Ci si era sbarazzati di tutti gli indumenti e centinaia di corpi nudi che sudavano esalando pesanti vapori si voltavano e rivoltavano sul pavimento — sopra i tavolacci a castello faceva troppo caldo. Ogni volta che il comandante faceva l’appello, i detenuti si mettevano in riga, vestiti con le sole mutande, restavano un’ora al gabinetto per i loro bisogni, annaffiandosi in continuazione con l’acqua fredda dei lavabi. Ma il sollievo non era duraturo. I podnarniki, quelli che per mancanza di posto erano sistemati per terra sotto i nary, i tavolacci, si erano ritrovati all’improvviso titolari dei posti migliori. Bisognava prepararsi a raggiungere «gli accampamenti lontani» e si scherzava, con il cupo umorismo della galera, dicendo che dopo la tortura del bagno di vapore ci sarebbe stata la tortura del congelamento.

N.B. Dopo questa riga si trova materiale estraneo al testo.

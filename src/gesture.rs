use serde::{Deserialize, Serialize};

use crate::hand::{HandFrame, TrackedPoint};

pub const DEFAULT_PINCH_THRESHOLD_PX: f32 = 20.0;

#[derive(Clone, Copy, Debug, PartialEq, Eq, Hash, Serialize, Deserialize)]
#[serde(rename_all = "snake_case")]
pub enum ClickButton {
    Left,
    Right,
    Auxiliary,
}

impl ClickButton {
    pub const ALL: [ClickButton; 3] = [ClickButton::Left, ClickButton::Right, ClickButton::Auxiliary];

    pub fn display_name(&self) -> &'static str {
        match self {
            ClickButton::Left => "Left Click",
            ClickButton::Right => "Right Click",
            ClickButton::Auxiliary => "Auxiliary Click",
        }
    }

    const fn slot(self) -> usize {
        match self {
            ClickButton::Left => 0,
            ClickButton::Right => 1,
            ClickButton::Auxiliary => 2,
        }
    }
}

/// `Level` fires on every frame a pinch holds; `Edge` only on the frame it starts.
#[derive(Clone, Copy, Debug, Default, PartialEq, Eq, Serialize, Deserialize)]
#[serde(rename_all = "snake_case")]
pub enum ClickMode {
    #[default]
    Level,
    Edge,
}

impl std::str::FromStr for ClickMode {
    type Err = String;

    fn from_str(s: &str) -> Result<Self, Self::Err> {
        match s.to_ascii_lowercase().as_str() {
            "level" => Ok(ClickMode::Level),
            "edge" => Ok(ClickMode::Edge),
            other => Err(format!("unknown click mode: {other} (expected level or edge)")),
        }
    }
}

/// Two tracked roles that trigger a click when closer than `threshold_px`.
#[derive(Clone, Copy, Debug, PartialEq, Serialize, Deserialize)]
pub struct PinchBinding {
    pub first: TrackedPoint,
    pub second: TrackedPoint,
    pub threshold_px: f32,
}

impl PinchBinding {
    pub const fn new(first: TrackedPoint, second: TrackedPoint, threshold_px: f32) -> Self {
        Self {
            first,
            second,
            threshold_px,
        }
    }

    pub fn is_pinched(&self, hand: &HandFrame) -> bool {
        hand.distance(self.first, self.second) < self.threshold_px
    }

    pub fn default_left() -> Self {
        Self::new(TrackedPoint::IndexTip, TrackedPoint::ThumbTip, DEFAULT_PINCH_THRESHOLD_PX)
    }

    pub fn default_right() -> Self {
        Self::new(TrackedPoint::MiddleTip, TrackedPoint::ThumbTip, DEFAULT_PINCH_THRESHOLD_PX)
    }

    // Same trigger as right click until a dedicated gesture is chosen.
    pub fn default_auxiliary() -> Self {
        Self::new(TrackedPoint::MiddleTip, TrackedPoint::ThumbTip, DEFAULT_PINCH_THRESHOLD_PX)
    }
}

/// Which bindings were pinched on the previous frame. Only consulted in edge mode.
#[derive(Clone, Copy, Debug, Default, PartialEq, Eq)]
pub struct HeldGestures([bool; 3]);

impl HeldGestures {
    pub fn is_held(&self, button: ClickButton) -> bool {
        self.0[button.slot()]
    }

    fn set(&mut self, button: ClickButton, held: bool) {
        self.0[button.slot()] = held;
    }
}

#[derive(Clone, Debug, Default, PartialEq)]
pub struct GestureOutcome {
    pub clicks: Vec<ClickButton>,
    pub pinched: HeldGestures,
}

pub struct GestureClassifier {
    bindings: [PinchBinding; 3],
    mode: ClickMode,
}

impl GestureClassifier {
    pub fn new(left: PinchBinding, right: PinchBinding, auxiliary: PinchBinding, mode: ClickMode) -> Self {
        Self {
            bindings: [left, right, auxiliary],
            mode,
        }
    }

    pub fn mode(&self) -> ClickMode {
        self.mode
    }

    pub fn binding(&self, button: ClickButton) -> &PinchBinding {
        &self.bindings[button.slot()]
    }

    /// Evaluates every binding independently; several buttons may fire in the same frame.
    pub fn classify(&self, hand: &HandFrame, previously: HeldGestures) -> GestureOutcome {
        let mut outcome = GestureOutcome::default();

        for button in ClickButton::ALL {
            let pinched = self.binding(button).is_pinched(hand);
            outcome.pinched.set(button, pinched);

            let fire = match self.mode {
                ClickMode::Level => pinched,
                ClickMode::Edge => pinched && !previously.is_held(button),
            };
            if fire {
                outcome.clicks.push(button);
            }
        }

        outcome
    }
}

impl Default for GestureClassifier {
    fn default() -> Self {
        Self::new(
            PinchBinding::default_left(),
            PinchBinding::default_right(),
            PinchBinding::default_auxiliary(),
            ClickMode::Level,
        )
    }
}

Un mullah tataro, un detenuto sotto istruttoria per il famoso caso della «Grande Tataria», di cui noi eravamo già informati molto tempo prima che ne accennassero i giornali, un uomo solido e sanguigno di sessant’anni, con il petto possente coperto di peli grigi, e due occhi scuri e tondi dallo sguardo vivace, diceva, asciugandosi continuamente il cranio calvo e lucente con uno straccetto bagnato:

— Basta che non mi fucilino. Se mi appioppano dieci anni è una fesseria. Una pena del genere può far paura solo a chi conta di vivere fino a quarant’anni. Ma io conto di vivere fino agli ottanta.

Al ritorno dall’ora d’aria, il mullah saliva di corsa al quinto piano senza nessun affanno.
— Se me ne danno più di dieci, — continuava le sue riflessioni ad alta voce, — in prigione me la caverò lo stesso, fossero anche vent’anni, ma se è nel lager che mi mandano — il mullah tacque ...vita all’aperto, aria pura, allora dieci anni.

Questo mullah intelligente e sveglio mi è ritornato in mente oggi, rileggendo le Memorie di una casa morta. Il mullah sapeva cos’era «l’aria pura». Morozov e la Figner (due rivoluzionari incarcerati nelle prigioni zariste NDR) trascorsero vent’anni nella fortezza di Schlusselburg, con un regime carcerario severissimo e ne uscirono perfettamente in grado di lavorare. La Figner ebbe forze sufficienti per continuare ad occuparsi dell’attività rivoluzionaria e poi scrivere dieci volumi di memorie sugli orrori patiti, mentre Morozov pubblicò una serie di noti lavori scientifici e fece un matrimonio d’amore con una ginnasiale.

Nel lager, perché un uomo giovane e in buona salute — che ha iniziato la sua carriera sul fronte di taglio di un giacimento aurifero, in inverno, all’aria pura si trasformi in un dochodjaga, un morto che cammina, bastano da venti a trenta giorni di lavoro, con orari giornalieri di sedici ore, senza giorni di riposo, con una fame costante, gli abiti a brandelli e le notti passate sotto una tenda catramata piena di buchi mentre all’esterno la temperatura scende a meno sessanta gradi, con i pestaggi dei «caporali», degli starosta scelti tra i malavitosi, dei soldati della scorta. Sono termini ampiamente verificati. Le squadre che aprono la stagione aurifera e portano il nome del loro caposquadra, alla fine del periodo di scavo non hanno più neanche uno degli uomini presenti inizialmente, a parte il caposquadra stesso, il «piantone» responsabile della baracca e qualche amico personale del caposquadra. Gli altri elementi cambiano tutti, e più volte nel corso di una stagione. Il giacimento aurifero getta senza sosta le scorie umane della produzione negli ospedali, nelle cosiddette «squadre di ristabilimento», nei centri per invalidi e nelle fosse comuni.


La stagione aurifera comincia il 15 maggio e termina il 15 settembre, quattro mesi. Del lavoro in inverno è meglio non parlare.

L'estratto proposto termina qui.